Nun füllt die Dame des Hauses zwölf der Brötchen in den Tischkorb, reicht ihn ihrem Enkel, der ihn sofort seiner Großmutter hinhält, die sich bedient, ehe sein Großvater, die Jungs und er selbst zugreifen.

*

An manchen Tagen staunt Wilhelm, daß echte Brötchen im Korb auf dem Tisch stehen und nicht nur ein Photo davon − mit der Bemerkung, er habe genug auf den Rippen.

Sein Ältester ist zwar gut in seinem Beruf, aber seine fast infantile Unfähigkeit, sich selbst im Haus zu versorgen, geht ihm gewaltig auf die Nerven.

Er ist froh, daß sich seine Fehlproduktion, wie er ihn insgeheim nennt, endlich zur Arbeit verabschiedet hat.

“Wie lange willst Du den Großen noch betüdeln wie ein kleines Kind?”, fragt Wilhelm mit ruhiger Stimme, während er das erste krosse Rundstück halbiert.

“Dat’s mien Saak”, kommt ungehalten, aber ruhig die knappe Antwort.

“Ik bün dat aver leed”, erwidert Wilhelm ebenso ruhig und beschmiert die erste Brötchenhälfte mit Margarine.

“Dat’s Dien Saak.”

Und wieder einmal überlegt Wilhelm Dröhn, wie man das Weiberregiment ohne großen Schaden absetzen könnte.

*

Isi dreht sich vom Bauch auf den Rücken und kratzt sich, wo er es besonders gern hat.

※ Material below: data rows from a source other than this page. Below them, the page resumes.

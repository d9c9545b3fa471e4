//! Create/update form view and the staged-image preview texture.

use eframe::egui;
use image::GenericImageView;
use client_core::resolve_image_url;
use shared::domain::EventField;

use crate::{
    controller::reducer::UiAction,
    forms::EventForm,
    ui::remote_images::{show_remote_image, RemoteImageCache},
};

const PREVIEW_MAX_DIMENSION: f32 = 240.0;

/// Holds at most one preview texture, keyed by the form's preview revision.
/// The texture is released as soon as the revision moves on or the form closes.
#[derive(Default)]
pub struct PreviewCache {
    revision: Option<u64>,
    texture: Option<egui::TextureHandle>,
    error: Option<String>,
}

impl PreviewCache {
    pub fn sync(&mut self, ctx: &egui::Context, form: &EventForm) {
        let revision = form.preview_revision();
        if self.revision == Some(revision) {
            return;
        }

        self.clear();
        self.revision = Some(revision);
        let Some(upload) = form.staged_image() else {
            return;
        };
        match decode_preview(&upload.bytes) {
            Ok(color_image) => {
                self.texture = Some(ctx.load_texture(
                    format!("event-image-preview:{revision}"),
                    color_image,
                    egui::TextureOptions::LINEAR,
                ));
            }
            Err(err) => {
                tracing::warn!(filename = %upload.filename, "preview decode failed: {err}");
                self.error = Some(format!("Preview unavailable: {err}"));
            }
        }
    }

    pub fn clear(&mut self) {
        self.revision = None;
        self.texture = None;
        self.error = None;
    }

    pub fn texture(&self) -> Option<&egui::TextureHandle> {
        self.texture.as_ref()
    }
}

/// Decodes image bytes and scales them down to thumbnail size.
pub fn decode_preview(bytes: &[u8]) -> Result<egui::ColorImage, image::ImageError> {
    let decoded = image::load_from_memory(bytes)?;
    let (orig_w, orig_h) = decoded.dimensions();
    let scale = (PREVIEW_MAX_DIMENSION / (orig_w.max(orig_h).max(1) as f32)).min(1.0);
    let resized = if scale < 1.0 {
        decoded.resize(
            (orig_w as f32 * scale).max(1.0) as u32,
            (orig_h as f32 * scale).max(1.0) as u32,
            image::imageops::FilterType::Triangle,
        )
    } else {
        decoded
    };
    let rgba = resized.to_rgba8();
    let size = [rgba.width() as usize, rgba.height() as usize];
    Ok(egui::ColorImage::from_rgba_unmultiplied(size, rgba.as_raw()))
}

pub fn field_title(field: EventField) -> String {
    let label = field.label();
    let mut chars = label.chars();
    match chars.next() {
        Some(first) => first.to_uppercase().chain(chars).collect(),
        None => String::new(),
    }
}

pub fn show(
    ui: &mut egui::Ui,
    form: &EventForm,
    preview: &mut PreviewCache,
    images: &mut RemoteImageCache,
    api_base_url: &str,
) -> Vec<UiAction> {
    let mut actions = Vec::new();
    preview.sync(ui.ctx(), form);

    ui.heading(if form.is_update() {
        "Update Event"
    } else {
        "Create Event"
    });
    ui.add_space(6.0);

    if let Some(error) = form.error() {
        ui.colored_label(ui.visuals().error_fg_color, error);
        ui.add_space(4.0);
    }

    egui::ScrollArea::vertical()
        .auto_shrink([false, false])
        .show(ui, |ui| {
            egui::Grid::new("event_form_fields")
                .num_columns(2)
                .spacing([12.0, 8.0])
                .show(ui, |ui| {
                    for field in EventField::ALL {
                        ui.label(field_title(field));
                        let mut value = form.value(field).to_string();
                        let editor = if field == EventField::Description {
                            egui::TextEdit::multiline(&mut value).desired_rows(4)
                        } else if field.is_timestamp() {
                            egui::TextEdit::singleline(&mut value).hint_text("YYYY-MM-DDTHH:MM")
                        } else {
                            egui::TextEdit::singleline(&mut value)
                        };
                        if ui.add(editor.desired_width(360.0)).changed() {
                            actions.push(UiAction::EditField { field, value });
                        }
                        ui.end_row();
                    }
                });

            ui.add_space(8.0);
            ui.horizontal(|ui| {
                if ui.button("Choose image...").clicked() {
                    if let Some(path) = rfd::FileDialog::new()
                        .add_filter("Images", &["png", "jpg", "jpeg", "gif"])
                        .pick_file()
                    {
                        actions.push(UiAction::StageImage(path));
                    }
                }
                match (form.staged_image(), form.existing_image()) {
                    (Some(upload), _) => {
                        ui.label(format!("{} ({} bytes)", upload.filename, upload.size_bytes()));
                    }
                    (None, Some(existing)) => {
                        ui.weak(format!("Keeping current image: {existing}"));
                    }
                    (None, None) => {
                        ui.weak("No image selected");
                    }
                }
            });

            if let Some(texture) = preview.texture() {
                ui.add(
                    egui::Image::new(texture)
                        .max_size(egui::vec2(PREVIEW_MAX_DIMENSION, PREVIEW_MAX_DIMENSION)),
                );
            } else if let Some(err) = &preview.error {
                ui.weak(err);
            } else if form.staged_image().is_none() {
                if let Some(url) = resolve_image_url(api_base_url, form.existing_image()) {
                    show_remote_image(ui, images, &url);
                }
            }

            ui.add_space(10.0);
            ui.horizontal(|ui| {
                let submit_label = if form.is_update() { "Update" } else { "Create" };
                if ui
                    .add_enabled(form.can_submit(), egui::Button::new(submit_label))
                    .clicked()
                {
                    actions.push(UiAction::Submit);
                }
                if ui.button("Cancel").clicked() {
                    actions.push(UiAction::Cancel);
                }
                if form.is_submitting() {
                    ui.spinner();
                }
            });
        });

    actions
}

#[cfg(test)]
mod tests {
    use std::io::Cursor;

    use super::*;

    fn png_bytes(width: u32, height: u32) -> Vec<u8> {
        let image = image::RgbaImage::from_pixel(width, height, image::Rgba([200, 40, 40, 255]));
        let mut out = Cursor::new(Vec::new());
        image
            .write_to(&mut out, image::ImageFormat::Png)
            .expect("encode png");
        out.into_inner()
    }

    #[test]
    fn small_images_keep_their_size() {
        let preview = decode_preview(&png_bytes(3, 2)).expect("decode");
        assert_eq!(preview.size, [3, 2]);
    }

    #[test]
    fn large_images_are_scaled_to_thumbnail() {
        let preview = decode_preview(&png_bytes(480, 120)).expect("decode");
        assert_eq!(preview.size, [240, 60]);
    }

    #[test]
    fn garbage_bytes_fail_to_decode() {
        assert!(decode_preview(b"definitely not an image").is_err());
    }

    #[test]
    fn field_titles_are_capitalized_labels() {
        assert_eq!(field_title(EventField::EventName), "Event name");
        assert_eq!(field_title(EventField::EndTime), "End time");
    }
}
use serde::{Deserialize, Serialize};
use thiserror::Error;

use crate::domain::EventField;

/// Body the backend returns alongside a non-2xx status.
#[derive(Debug, Clone, Serialize, Deserialize)]
pub struct ApiError {
    #[serde(default)]
    pub error: Option<String>,
}

impl ApiError {
    /// Extracts the message from a raw response body, if it carries one.
    pub fn message_from_body(body: &str) -> Option<String> {
        serde_json::from_str::<ApiError>(body)
            .ok()
            .and_then(|api_error| api_error.error)
            .map(|message| message.trim().to_string())
            .filter(|message| !message.is_empty())
    }
}

/// Client-detected problems; these never reach the network.
#[derive(Debug, Clone, PartialEq, Eq, Error)]
pub enum ValidationError {
    #[error("Maximum length for {} is {max} characters", .field.label())]
    TooLong { field: EventField, max: usize },
    #[error("Please fill in the {} field", .field.label())]
    MissingField { field: EventField },
    #[error("Invalid {}; expected YYYY-MM-DDTHH:MM", .field.label())]
    InvalidTimestamp { field: EventField },
    #[error("End time must not be before start time")]
    EndBeforeStart,
    #[error("Only PNG, JPEG, and GIF files are allowed")]
    UnsupportedImageType { mime: String },
    #[error("Please upload an image")]
    MissingImage,
}
//!
//! # Spec sync
//!
//! Mirror resources applied to a cluster as spec files in a git repository.
//! One pass scans the repository, upserts or deletes the file of each changed
//! resource and commits the result.
//!
mod error;
mod local;
mod memory;
mod reconcile;
mod repo;

pub use error::SyncError;
pub use local::LocalRepo;
pub use memory::InMemoryRepo;
pub use reconcile::*;
pub use repo::*;

pub use k8_spec::ApplicationRef;
pub use k8_sync_config::SyncOptions;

Er hält seine Augen noch geschlossen und denkt mit wohligen Gefühlen an die schöne Traumwelt, in der er sich in der vergangenen Nacht aufgehalten hat. Dabei genießt er das schöne Gefühl einer vollendeten “Morgenpracht” und bedauert, daß niemand bei ihm ist, der das bewundern und dessen Latte auch er mit Wohlgefallen betrachten könnte.

Thomas!

Isi holt sich dessen Bild vor sein geistiges Augen zurück, als sie am Nacktbadestrand Zweier-Beachvolleyball, Federball spielten und im ufernahen Wasser herumtobten. Wie gern teilte er mehr mit ihm als nur ein sportliches Zusammensein!

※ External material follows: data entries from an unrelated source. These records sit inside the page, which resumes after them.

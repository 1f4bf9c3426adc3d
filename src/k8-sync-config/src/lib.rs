mod config;
mod error;

pub use config::*;
pub use error::ConfigError;
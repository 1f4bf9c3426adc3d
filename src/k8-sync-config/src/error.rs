use serde_json::Error as SerdeJsonError;
use serde_yaml::Error as SerdeYamlError;
use std::io::Error as IoError;
use thiserror::Error;

#[derive(Error, Debug)]
pub enum ConfigError {
    #[error("IO error: {0}")]
    IoError(#[from] IoError),
    #[error("Yaml error: {0}")]
    SerdeError(#[from] SerdeYamlError),
    #[error("Json error: {0}")]
    JsonError(#[from] SerdeJsonError),
    #[error("No home directory to look up sync configuration")]
    NoHomeDir,
    #[error("Invalid sync configuration: {0}")]
    Invalid(String),
}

Thomas erfreut sich eines ähnlich schönen Körpers wie Arjan, bei dem er leider nicht landen kann, und er ist ein für ihn äußerst angenehmer Mensch.

Wenn er da an manche Arschgeigen am Gymnasium denkt, die es gern mal am “anderen Ufer” probierten, aber zu feige sind und durch abschätzige Bemerkungen davon ablenkten − und dann dieser auch für ihn nervige Kevin, der vermutlich zu oft die amerikanische Fassung von “Ein Käfig voller Narren” gesehen hat und sich für die norddeutsche Verkörperung der Rolle des Albert hält. Im Film ganz lustig, im wirklichen Leben − na ja!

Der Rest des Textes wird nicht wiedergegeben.